A HUCKSTER WHO KNEW NOTHING ABOUT TENNIS REINVENTED TENNIS TRAINING
There comes a point about seven minutes into the 2018 Showtime documentary, Love Means Zero, when the often-smug, yet never-say-die tennis coach Nick Bollettieri — sitting amid the ruins of the Colony Beach and Tennis Resort in Sarasota, Florida — explained the relentlessness of his pursuit. “My father said: ‘If you ain’t nobody, ain’t nobody gonna to talk about you.’”
It was possibly a strange thing for an esteemed tennis coach to say, a man who earned a spot in the International Tennis Hall of Fame without ever playing a professional tennis match. But if anything, Bollettieri, who died on Sunday, December 4, 2022 at the age of 91, craved attention — and fame. His throughway came via the children of the rich and the otherwise preoccupied elites of Gulf Coast Florida.
“I did things nobody thought of. I broke the rules of taking kids away from their parents, and brought them to an academy – the first one in the world.
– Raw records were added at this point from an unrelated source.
//! Resilient messaging with automatic retry for Telegram API operations.
//!
//! Wraps `send_message` with exponential backoff so transient network
//! failures do not lose wizard replies.

use super::views::{get_main_keyboard, render_reply};
use crate::config::TELEGRAM_MESSAGE_LIMIT;
use crate::utils::{join_blocks, retry_telegram_operation};
use crate::wizard::Reply;
use anyhow::Result;
use teloxide::prelude::*;
use teloxide::types::{ChatId, ParseMode};
use tracing::debug;

/// Send an HTML message with automatic retry on network failures.
///
/// # Errors
///
/// Returns an error after all retries are exhausted.
pub async fn send_message_resilient(
    bot: &Bot,
    chat_id: ChatId,
    text: impl Into<String>,
    with_menu: bool,
) -> Result<Message> {
    let text = text.into();
    retry_telegram_operation(|| async {
        let mut req = bot
            .send_message(chat_id, text.clone())
            .parse_mode(ParseMode::Html);
        if with_menu {
            req = req.reply_markup(get_main_keyboard());
        }
        req.await
            .map_err(|e| anyhow::anyhow!("Telegram send error: {e}"))
    })
    .await
}

/// Render and send a wizard reply. `Reply::Ignored` sends nothing.
///
/// # Errors
///
/// Returns an error if the message cannot be delivered.
pub async fn send_reply(bot: &Bot, chat_id: ChatId, reply: &Reply) -> Result<()> {
    match render_reply(reply) {
        Some(rendered) => {
            send_message_resilient(bot, chat_id, rendered.text, rendered.show_menu).await?;
        }
        None => debug!("Nothing to send for {reply:?}"),
    }
    Ok(())
}

/// Send pre-rendered blocks, split to fit the Telegram message limit.
/// The menu keyboard is attached to the last part.
///
/// # Errors
///
/// Returns an error if any part fails to send.
pub async fn send_blocks(bot: &Bot, chat_id: ChatId, blocks: &[String]) -> Result<()> {
    let parts = join_blocks(blocks, TELEGRAM_MESSAGE_LIMIT);
    let last = parts.len().saturating_sub(1);
    for (index, part) in parts.into_iter().enumerate() {
        send_message_resilient(bot, chat_id, part, index == last).await?;
    }
    Ok(())
}
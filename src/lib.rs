//! Telegram-administered news feed
//!
//! An administrator curates news items through a Telegram chat; the feed is
//! published read-only over HTTP together with a proxy for attached photos.
#![deny(missing_docs)]

/// Public HTTP API
pub mod api;
/// Telegram admin bot
pub mod bot;
/// Configuration and settings
pub mod config;
/// Error types shared across the crate
pub mod error;
/// Feed business logic
pub mod feed;
/// Telegram media resolution
pub mod media;
/// News item persistence
pub mod storage;
/// Utility functions
pub mod utils;
/// Admin dialogue state machine
pub mod wizard;
#![allow(dead_code)]

use newsfeed_bot::error::FeedResult;
use newsfeed_bot::storage::{NewNewsItem, NewsRepository};

pub fn new_item(title: &str, photos: &[&str]) -> NewNewsItem {
    NewNewsItem {
        title: title.to_string(),
        description: format!("{title} body"),
        date_text: "01.01.2030".to_string(),
        photo_file_ids: photos.iter().map(ToString::to_string).collect(),
    }
}

/// Behaviour every backend must share. Expects an initialized, empty store.
pub async fn exercise_repository_contract(repo: &dyn NewsRepository) -> FeedResult<()> {
    assert!(repo.list(10).await?.is_empty());
    assert_eq!(repo.get(1).await?, None);
    assert!(!repo.delete(1).await?);

    let first = repo.add(new_item("first", &[])).await?;
    let second = repo.add(new_item("second", &["AgACAgIAAx0"])).await?;
    let third = repo.add(new_item("third", &[])).await?;
    assert!(first < second && second < third);

    // Newest first
    let ids: Vec<i64> = repo.list(10).await?.iter().map(|i| i.id).collect();
    assert_eq!(ids, vec![third, second, first]);

    let limited = repo.list(2).await?;
    assert_eq!(limited.len(), 2);
    assert_eq!(limited[0].id, third);

    let stored = repo.get(second).await?.expect("second item should exist");
    assert_eq!(stored.title, "second");
    assert_eq!(stored.description, "second body");
    assert_eq!(stored.date_text, "01.01.2030");
    assert_eq!(stored.photo_file_ids, vec!["AgACAgIAAx0".to_string()]);

    assert!(repo.delete(second).await?);
    assert!(!repo.delete(second).await?);
    assert_eq!(repo.get(second).await?, None);

    let fourth = repo.add(new_item("fourth", &[])).await?;
    assert!(fourth > third, "identifiers must never be reused");

    repo.check_connection().await
}
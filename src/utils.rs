//! Utility functions for text handling and Telegram retries.

use anyhow::Result;
use std::time::Duration;
use tokio_retry::strategy::{jitter, ExponentialBackoff};
use tokio_retry::Retry;
use tracing::warn;

/// Safely truncates a string to a maximum character length (not bytes).
///
/// This is UTF-8 safe and will not panic on multi-byte characters.
///
/// # Examples
///
/// ```
/// use newsfeed_bot::utils::truncate_str;
/// let s = "Привет, мир!";
/// assert_eq!(truncate_str(s, 6), "Привет");
/// ```
pub fn truncate_str(s: impl AsRef<str>, max_chars: usize) -> String {
    let s = s.as_ref();
    if s.chars().count() <= max_chars {
        return s.to_string();
    }
    s.char_indices()
        .nth(max_chars)
        .map_or_else(|| s.to_string(), |(pos, _)| s[..pos].to_string())
}

/// Joins pre-rendered blocks into messages of at most `max_chars` characters.
///
/// Blocks are never split, so markup inside a block stays balanced. A block
/// that alone exceeds the limit is truncated.
///
/// # Examples
///
/// ```
/// use newsfeed_bot::utils::join_blocks;
/// let blocks = vec!["aaaa".to_string(), "bbbb".to_string()];
/// assert_eq!(join_blocks(&blocks, 10), vec!["aaaa\n\nbbbb"]);
/// assert_eq!(join_blocks(&blocks, 6), vec!["aaaa", "bbbb"]);
/// ```
#[must_use]
pub fn join_blocks(blocks: &[String], max_chars: usize) -> Vec<String> {
    const SEPARATOR: &str = "\n\n";

    let mut parts = Vec::new();
    let mut current = String::new();
    let mut current_len = 0;

    for block in blocks {
        let block = truncate_str(block, max_chars);
        let block_len = block.chars().count();

        if !current.is_empty() && current_len + SEPARATOR.len() + block_len > max_chars {
            parts.push(std::mem::take(&mut current));
            current_len = 0;
        }
        if !current.is_empty() {
            current.push_str(SEPARATOR);
            current_len += SEPARATOR.len();
        }
        current.push_str(&block);
        current_len += block_len;
    }

    if !current.is_empty() {
        parts.push(current);
    }
    parts
}

/// Retry a Telegram API operation with exponential backoff.
///
/// The retry strategy uses exponential backoff with jitter:
/// - Initial delay: 500ms
/// - Max delay: 4s
/// - Max attempts: 3 (see constants in `config.rs`)
///
/// # Examples
///
/// ```no_run
/// use newsfeed_bot::utils::retry_telegram_operation;
/// use anyhow::Result;
///
/// async fn send() -> Result<()> {
///     Ok(())
/// }
///
/// # async fn example() -> Result<()> {
/// retry_telegram_operation(|| async { send().await }).await?;
/// # Ok(())
/// # }
/// ```
///
/// # Errors
///
/// Returns the last error if all attempts fail.
pub async fn retry_telegram_operation<F, Fut, T>(operation: F) -> Result<T>
where
    F: FnMut() -> Fut,
    Fut: std::future::Future<Output = Result<T>>,
{
    use crate::config::{
        TELEGRAM_API_INITIAL_BACKOFF_MS, TELEGRAM_API_MAX_BACKOFF_MS, TELEGRAM_API_MAX_RETRIES,
    };

    let retry_strategy = ExponentialBackoff::from_millis(TELEGRAM_API_INITIAL_BACKOFF_MS)
        .max_delay(Duration::from_millis(TELEGRAM_API_MAX_BACKOFF_MS))
        .map(jitter)
        .take(TELEGRAM_API_MAX_RETRIES);

    Retry::spawn(retry_strategy, operation).await.map_err(|e| {
        warn!(
            "Telegram API operation failed after {} attempts: {}",
            TELEGRAM_API_MAX_RETRIES, e
        );
        e
    })
}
If I didn’t break those rules, I don’t believe tennis would be where it is today“, he says, naming the pros who came through the Colony and then the Nick Bollettieri Tennis Academy during the 80s and 90s: Andre Agassi, Monica Seles, Jim Courier, Aaron Krickstein, Mary Pierce. “Come on, let’s keep going baby! My Serena, my Venus, Anna Kournikova, Maria Sharapova, Tommy Haas… if you take all the students, I think there’s about 180 grand slam high notes…”
“Baby, I don’t know half of what most coaches know about pronation, turning hips and shoulders, the dynamics of the stroke, centrifugal force. Shit, I don’t know any of that.”
“All I know is that I wanted to be a winner and with winners.”
At age 12, I wanted to be a winner, too. Sitting in my bedroom in Tulsa, Oklahoma following a day of private school, a tennis lesson and/or a drilling session, plus a fitness routine, then dinner, homework and 60 pushups before bed, I would read Tennis Magazine — then the only American tennis publication left standing — where Bollettieri was the “instruction editor” and absorb his bits of advice for my game. “Hit and exaggerate the follow through“, Nick would advise on my backhand. “Wrap that racquet around the opposite shoulder at the end, baby“, he would tell me on my forehand. I volleyed from the forehand with two hands so I would turn my body appropriately, “to direct the oncoming ball without increasing the power.”
By the time I was 16 and Jennifer Capriati was 16, however, I knew that I would never have the moxie or the makings of a pro player. The best I could hope for was a practice spot on a university tennis team, which I gained for a year in 1994. But, Nick… Nick kept on going.
Born and raised in Pelham, New York, to Italian parents, Nick Bollettieri played football at Pelham Memorial High School and attended Spring Hill College in Mobile, Alabama, where he first picked up a tennis racquet. Dodging the Korean War, Bollettieri nevertheless enlisted in the U.S. Army’s 187th Airborne Division. “The paratroopers were a volunteer division services. Why did I want to do that?, Bollettieri said in a 2015 motivational speeches. I wanted to be with a group that expected nothing else but the best.” Still he flunked the exam for the Naval Air Corps, but acceded to the advice of his father and enrolled in law school at the Univeristy of Miami in 1956 and kept a side job as a tennis instructor on the North Miami Beach tennis courts for $1.50 an hour. Bollettieri often came to law classes donning his tennis gear, to which the dean replied that he should “come dressed as a lawyer“, until his last day when he said “Dean, I have a few words for you.” After he handed over his books, Bollettieri said, “this is not for me.” Afterward, he called his father and told him he “would be one of the best coaches in the world.” His father replied, according to Bollettieri, “Son I will support you in everything you do, but you are responsible for the result.”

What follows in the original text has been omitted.